Had been messing around with this chord progression for a few days, and one day I just started randomly singing about Robin Williams over it. A bunch of different Robin-related things had happened that got me thinking about him (although, frankly, I think about him fairly often anyway). Matt and I watched Awakenings together, which I’ve seen many times but they hadn’t seen before; I’d been reading yet another Oliver Sacks books and wanted to revisit the movie they made from some of his case studies. Robin is absolutely wonderful in that movie. I also saw on Twitter, a day or two later, that there had been some hubbub when some guy posted a photo of Robin with a quote pasted over it that wasn’t something Robin had actually said, and his daughter Zelda jumped in to say that that wasn’t cool and that people have co-opted her dad’s likeness and message for their own purposes.
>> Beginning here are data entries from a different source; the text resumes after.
use crate::{
    auth::AuthenticatedUser,
    error::AppError,
    models::{tag::TAG_COLUMNS, Tag, TagInput, TagQuery, TagUpdate},
    policy::{authorize, scoped_owner, Action},
    response::{self, Page, PageQuery},
    security::{contains_pattern, normalize_search},
};
use actix_web::{delete, get, post, put, web, HttpResponse, Responder};
use chrono::Utc;
use sqlx::{PgPool, Postgres, QueryBuilder};
use uuid::Uuid;
use validator::Validate;

async fn fetch_tag(pool: &PgPool, id: Uuid) -> Result<Tag, AppError> {
    sqlx::query_as::<_, Tag>(&format!("SELECT {} FROM tags WHERE id = $1", TAG_COLUMNS))
        .bind(id)
        .fetch_optional(pool)
        .await?
        .ok_or_else(|| AppError::NotFound("Tag not found".into()))
}

/// Maps the `(user_id, name)` unique violation to a readable conflict.
fn duplicate_name(err: AppError) -> AppError {
    match err {
        AppError::Conflict(_) => AppError::Conflict("A tag with this name already exists".into()),
        other => other,
    }
}

/// Lists tags, most used first.
#[get("")]
pub async fn get_tags(
    pool: web::Data<PgPool>,
    user: AuthenticatedUser,
    query: web::Query<TagQuery>,
    page: web::Query<PageQuery>,
) -> Result<impl Responder, AppError> {
    let owner = scoped_owner(&user, query.user_id)?;
    let search = normalize_search(query.search.as_deref()).map(|term| contains_pattern(&term));

    let mut count = QueryBuilder::<Postgres>::new("SELECT COUNT(*) FROM tags WHERE user_id = ");
    count.push_bind(owner);
    if let Some(pattern) = &search {
        count.push(" AND name ILIKE ").push_bind(pattern.clone());
    }
    let (total,) = count.build_query_as::<(i64,)>().fetch_one(&**pool).await?;

    let mut select =
        QueryBuilder::<Postgres>::new(format!("SELECT {} FROM tags WHERE user_id = ", TAG_COLUMNS));
    select.push_bind(owner);
    if let Some(pattern) = search {
        select.push(" AND name ILIKE ").push_bind(pattern);
    }
    select
        .push(" ORDER BY usage_count DESC, name ASC LIMIT ")
        .push_bind(page.limit())
        .push(" OFFSET ")
        .push_bind(page.offset());
    let tags = select.build_query_as::<Tag>().fetch_all(&**pool).await?;

    Ok(response::ok(Page::new(tags, total, &page)))
}

/// Creates a tag; names are unique per user (`409` on a duplicate).
#[post("")]
pub async fn create_tag(
    pool: web::Data<PgPool>,
    user: AuthenticatedUser,
    tag_data: web::Json<TagInput>,
) -> Result<impl Responder, AppError> {
    tag_data.validate()?;
    let tag = Tag::new(tag_data.into_inner(), user.id);

    let created = sqlx::query_as::<_, Tag>(&format!(
        "INSERT INTO tags (id, user_id, name, color, usage_count, created_at, updated_at) \
         VALUES ($1, $2, $3, $4, $5, $6, $7) RETURNING {}",
        TAG_COLUMNS
    ))
    .bind(tag.id)
    .bind(tag.user_id)
    .bind(&tag.name)
    .bind(&tag.color)
    .bind(tag.usage_count)
    .bind(tag.created_at)
    .bind(tag.updated_at)
    .fetch_one(&**pool)
    .await
    .map_err(|e| duplicate_name(e.into()))?;

    Ok(response::created("Tag created", created))
}

#[get("/{id}")]
pub async fn get_tag(
    pool: web::Data<PgPool>,
    user: AuthenticatedUser,
    tag_id: web::Path<Uuid>,
) -> Result<impl Responder, AppError> {
    let tag = fetch_tag(&pool, tag_id.into_inner()).await?;
    authorize(&user, &tag, Action::View)?;
    Ok(response::ok(tag))
}

#[put("/{id}")]
pub async fn update_tag(
    pool: web::Data<PgPool>,
    user: AuthenticatedUser,
    tag_id: web::Path<Uuid>,
    tag_data: web::Json<TagUpdate>,
) -> Result<impl Responder, AppError> {
    tag_data.validate()?;
    let mut tag = fetch_tag(&pool, tag_id.into_inner()).await?;
    authorize(&user, &tag, Action::Update)?;

    tag.apply(tag_data.into_inner(), Utc::now());
    let saved = sqlx::query_as::<_, Tag>(&format!(
        "UPDATE tags SET name = $2, color = $3, updated_at = $4 WHERE id = $1 RETURNING {}",
        TAG_COLUMNS
    ))
    .bind(tag.id)
    .bind(&tag.name)
    .bind(&tag.color)
    .bind(tag.updated_at)
    .fetch_one(&**pool)
    .await
    .map_err(|e| duplicate_name(e.into()))?;

    Ok(response::ok_with_message("Tag updated", saved))
}

/// Deletes a tag; its task links go with it.
#[delete("/{id}")]
pub async fn delete_tag(
    pool: web::Data<PgPool>,
    user: AuthenticatedUser,
    tag_id: web::Path<Uuid>,
) -> Result<impl Responder, AppError> {
    let tag = fetch_tag(&pool, tag_id.into_inner()).await?;
    authorize(&user, &tag, Action::Delete)?;

    sqlx::query("DELETE FROM tags WHERE id = $1")
        .bind(tag.id)
        .execute(&**pool)
        .await?;

    Ok(HttpResponse::NoContent().finish())
}

#[cfg(test)]
mod tests {
    use super::*;

    #[test]
    fn test_duplicate_name_rewrites_conflicts_only() {
        match duplicate_name(AppError::Conflict("duplicate key".into())) {
            AppError::Conflict(msg) => assert_eq!(msg, "A tag with this name already exists"),
            other => panic!("unexpected error: {:?}", other),
        }
        assert!(matches!(
            duplicate_name(AppError::NotFound("Tag not found".into())),
            AppError::NotFound(_)
        ));
    }
}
I wanted to write a song about Robin but didn’t want to do the very thing that Zelda was denouncing. So I focused on my own feelings about him. Initially the third verse contained an anecdote about the time my mom interviewed Robin for work while she was pregnant with me (“Oh Robin / Before I was born, you met my mum / You touched her pregnant belly / She asked you for advice; you gave her some“). I ended up returning to the lyrics the following day to edit them, and replaced that section with more general/hopefully relatable sentiments.
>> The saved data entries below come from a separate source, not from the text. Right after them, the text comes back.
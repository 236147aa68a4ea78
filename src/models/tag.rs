use chrono::{DateTime, Utc};
use lazy_static::lazy_static;
use regex::Regex;
use serde::{Deserialize, Serialize};
use sqlx::FromRow;
use uuid::Uuid;
use validator::Validate;

use crate::policy::Owned;

pub const TAG_COLUMNS: &str = "id, user_id, name, color, usage_count, created_at, updated_at";

pub const DEFAULT_TAG_COLOR: &str = "#6b7280";

lazy_static! {
    pub static ref HEX_COLOR_REGEX: Regex = Regex::new(r"^#[0-9a-fA-F]{6}$").expect("color pattern compiles");
}

#[derive(Debug, Clone, Serialize, Deserialize, FromRow)]
pub struct Tag {
    pub id: Uuid,
    pub user_id: i32,
    pub name: String,
    pub color: String,
    /// Number of tasks carrying this tag, maintained on attach/detach.
    pub usage_count: i32,
    pub created_at: DateTime<Utc>,
    pub updated_at: DateTime<Utc>,
}

/// The slice of a tag embedded in task responses.
#[derive(Debug, Clone, Serialize, Deserialize, FromRow)]
pub struct TagSummary {
    pub id: Uuid,
    pub name: String,
    pub color: String,
}

#[derive(Debug, Serialize, Deserialize, Validate)]
pub struct TagInput {
    #[validate(length(min = 1, max = 50))]
    pub name: String,
    #[validate(regex(path = "HEX_COLOR_REGEX", message = "Color must look like #1a2b3c"))]
    pub color: Option<String>,
}

#[derive(Debug, Default, Serialize, Deserialize, Validate)]
pub struct TagUpdate {
    #[validate(length(min = 1, max = 50))]
    pub name: Option<String>,
    #[validate(regex(path = "HEX_COLOR_REGEX", message = "Color must look like #1a2b3c"))]
    pub color: Option<String>,
}

#[derive(Debug, Default, Serialize, Deserialize)]
pub struct TagQuery {
    pub search: Option<String>,
    pub user_id: Option<i32>,
}

/// Body of the batch attach/detach endpoints.
#[derive(Debug, Serialize, Deserialize, Validate)]
pub struct TagIdsInput {
    #[validate(length(min = 1, max = 50))]
    pub tag_ids: Vec<Uuid>,
}

impl TagIdsInput {
    /// Tag ids with duplicates removed, in first-seen order.
    pub fn unique_ids(&self) -> Vec<Uuid> {
        let mut ids = Vec::with_capacity(self.tag_ids.len());
        for id in &self.tag_ids {
            if !ids.contains(id) {
                ids.push(*id);
            }
        }
        ids
    }
}

impl Owned for Tag {
    const KIND: &'static str = "tag";

    fn owner_id(&self) -> i32 {
        self.user_id
    }
}

impl Tag {
    pub fn new(input: TagInput, user_id: i32) -> Self {
        let now = Utc::now();
        Self {
            id: Uuid::new_v4(),
            user_id,
            name: input.name,
            color: input.color.unwrap_or_else(|| DEFAULT_TAG_COLOR.to_string()),
            usage_count: 0,
            created_at: now,
            updated_at: now,
        }
    }

    pub fn apply(&mut self, update: TagUpdate, now: DateTime<Utc>) {
        if let Some(name) = update.name {
            self.name = name;
        }
        if let Some(color) = update.color {
            self.color = color;
        }
        self.updated_at = now;
    }
}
A lot of the writing process was improvisational and based on what I was hearing in my head, as per usual lately. The chord progression is a bit 1960s – it reminds me of some Sam Cooke and Beatles songs I learned back in the day – and has this circular/cyclical vibe that feels like a life cycle to me. I’ve noticed that when I write a song (or part of a song) that’s legitimately good, it’ll get stuck in my head intractably for hours or days; my brain keeps working on the puzzle of it, even when I’m not consciously focusing on it. Often I’ll have “solved” the part that was bugging me by the next day, seemingly through this subconscious processing.
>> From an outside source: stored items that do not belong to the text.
//!
//! # Custom Error Handling
//!
//! This module defines the custom error type `AppError` used throughout the application.
//! Every variant maps to one HTTP status and is rendered in the same envelope as
//! successful responses (`{"success": false, "message": ..., "data": null}`), with an
//! extra field-keyed `errors` map for validation failures.
//!
//! `From` implementations for `sqlx::Error`, `validator::ValidationErrors`,
//! `jsonwebtoken::errors::Error` and `bcrypt::BcryptError` let handlers use `?`.

use std::borrow::Cow;
use std::collections::BTreeMap;
use std::fmt;

use actix_web::{error::ResponseError, http::StatusCode, HttpResponse};
use serde_json::json;
use validator::{ValidationError, ValidationErrors};

/// Postgres SQLSTATE for unique constraint violations.
const UNIQUE_VIOLATION: &str = "23505";

/// Represents all possible errors that can occur within the application.
#[derive(Debug)]
pub enum AppError {
    /// Authentication failed or is missing (HTTP 401).
    Unauthorized(String),
    /// The principal is authenticated but may not touch the resource (HTTP 403).
    Forbidden(String),
    /// Malformed or otherwise invalid request (HTTP 400).
    BadRequest(String),
    /// The resource does not exist, or its existence is deliberately hidden (HTTP 404).
    NotFound(String),
    /// The request conflicts with existing state, e.g. a duplicate email (HTTP 409).
    Conflict(String),
    /// Unexpected server-side error (HTTP 500).
    InternalServerError(String),
    /// Error originating from database operations (HTTP 500).
    DatabaseError(String),
    /// Failed input validation (HTTP 422) keyed by field.
    ValidationError(ValidationErrors),
}

impl AppError {
    /// Builds a 422 error for a single field outside of derive-based validation.
    pub fn invalid_field(field: &'static str, code: &'static str, message: impl Into<String>) -> Self {
        let mut error = ValidationError::new(code);
        error.message = Some(Cow::Owned(message.into()));
        let mut errors = ValidationErrors::new();
        errors.add(field, error);
        AppError::ValidationError(errors)
    }

    fn status(&self) -> StatusCode {
        match self {
            AppError::Unauthorized(_) => StatusCode::UNAUTHORIZED,
            AppError::Forbidden(_) => StatusCode::FORBIDDEN,
            AppError::BadRequest(_) => StatusCode::BAD_REQUEST,
            AppError::NotFound(_) => StatusCode::NOT_FOUND,
            AppError::Conflict(_) => StatusCode::CONFLICT,
            AppError::InternalServerError(_) | AppError::DatabaseError(_) => {
                StatusCode::INTERNAL_SERVER_ERROR
            }
            AppError::ValidationError(_) => StatusCode::UNPROCESSABLE_ENTITY,
        }
    }
}

/// Flattens validator output into `{"field": ["message", ...]}`.
pub fn field_error_map(errors: &ValidationErrors) -> BTreeMap<String, Vec<String>> {
    errors
        .field_errors()
        .into_iter()
        .map(|(field, errs)| {
            let messages = errs
                .iter()
                .map(|e| match &e.message {
                    Some(message) => message.to_string(),
                    None => e.code.to_string(),
                })
                .collect();
            (field.to_string(), messages)
        })
        .collect()
}

impl fmt::Display for AppError {
    fn fmt(&self, f: &mut fmt::Formatter) -> fmt::Result {
        match self {
            AppError::Unauthorized(msg) => write!(f, "Unauthorized: {}", msg),
            AppError::Forbidden(msg) => write!(f, "Forbidden: {}", msg),
            AppError::BadRequest(msg) => write!(f, "Bad Request: {}", msg),
            AppError::NotFound(msg) => write!(f, "Not Found: {}", msg),
            AppError::Conflict(msg) => write!(f, "Conflict: {}", msg),
            AppError::InternalServerError(msg) => write!(f, "Internal Server Error: {}", msg),
            AppError::DatabaseError(msg) => write!(f, "Database Error: {}", msg),
            AppError::ValidationError(errors) => write!(f, "Validation Error: {}", errors),
        }
    }
}

/// Converts `AppError` variants into enveloped JSON responses.
impl ResponseError for AppError {
    fn status_code(&self) -> StatusCode {
        self.status()
    }

    fn error_response(&self) -> HttpResponse {
        let status = self.status();
        match self {
            AppError::ValidationError(errors) => HttpResponse::build(status).json(json!({
                "success": false,
                "message": "The given data was invalid",
                "data": null,
                "errors": field_error_map(errors),
            })),
            // Internal details stay in the log, the client gets a generic message.
            AppError::InternalServerError(msg) | AppError::DatabaseError(msg) => {
                log::error!("{}: {}", status, msg);
                HttpResponse::build(status).json(json!({
                    "success": false,
                    "message": "Internal server error",
                    "data": null,
                }))
            }
            AppError::Unauthorized(msg)
            | AppError::Forbidden(msg)
            | AppError::BadRequest(msg)
            | AppError::NotFound(msg)
            | AppError::Conflict(msg) => HttpResponse::build(status).json(json!({
                "success": false,
                "message": msg,
                "data": null,
            })),
        }
    }
}

/// Converts `sqlx::Error` into `AppError`.
///
/// `RowNotFound` becomes `NotFound` and unique violations become `Conflict`;
/// everything else is a `DatabaseError`.
impl From<sqlx::Error> for AppError {
    fn from(error: sqlx::Error) -> AppError {
        match &error {
            sqlx::Error::RowNotFound => AppError::NotFound("Record not found".into()),
            sqlx::Error::Database(db) if db.code().as_deref() == Some(UNIQUE_VIOLATION) => {
                AppError::Conflict("Resource already exists".into())
            }
            _ => AppError::DatabaseError(error.to_string()),
        }
    }
}

impl From<ValidationErrors> for AppError {
    fn from(error: ValidationErrors) -> AppError {
        AppError::ValidationError(error)
    }
}

/// JWT processing failures are authentication failures.
impl From<jsonwebtoken::errors::Error> for AppError {
    fn from(error: jsonwebtoken::errors::Error) -> AppError {
        AppError::Unauthorized(error.to_string())
    }
}

impl From<bcrypt::BcryptError> for AppError {
    fn from(error: bcrypt::BcryptError) -> AppError {
        AppError::InternalServerError(error.to_string())
    }
}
The line about a “spark of madness” is a reference to my favorite quote of Robin’s: “You’ve got to be crazy; it’s too late to be sane… because you’re only given a little spark of madness, and if you lose that, you’re nothing.” I figured it made sense to quote him directly, both because Zelda said that’s what he would have wanted and because that’s just such a great fucking quote. I’ve always related to it, as someone who has struggled with mental illness but has nonetheless managed to routinely channel those struggles into creativity.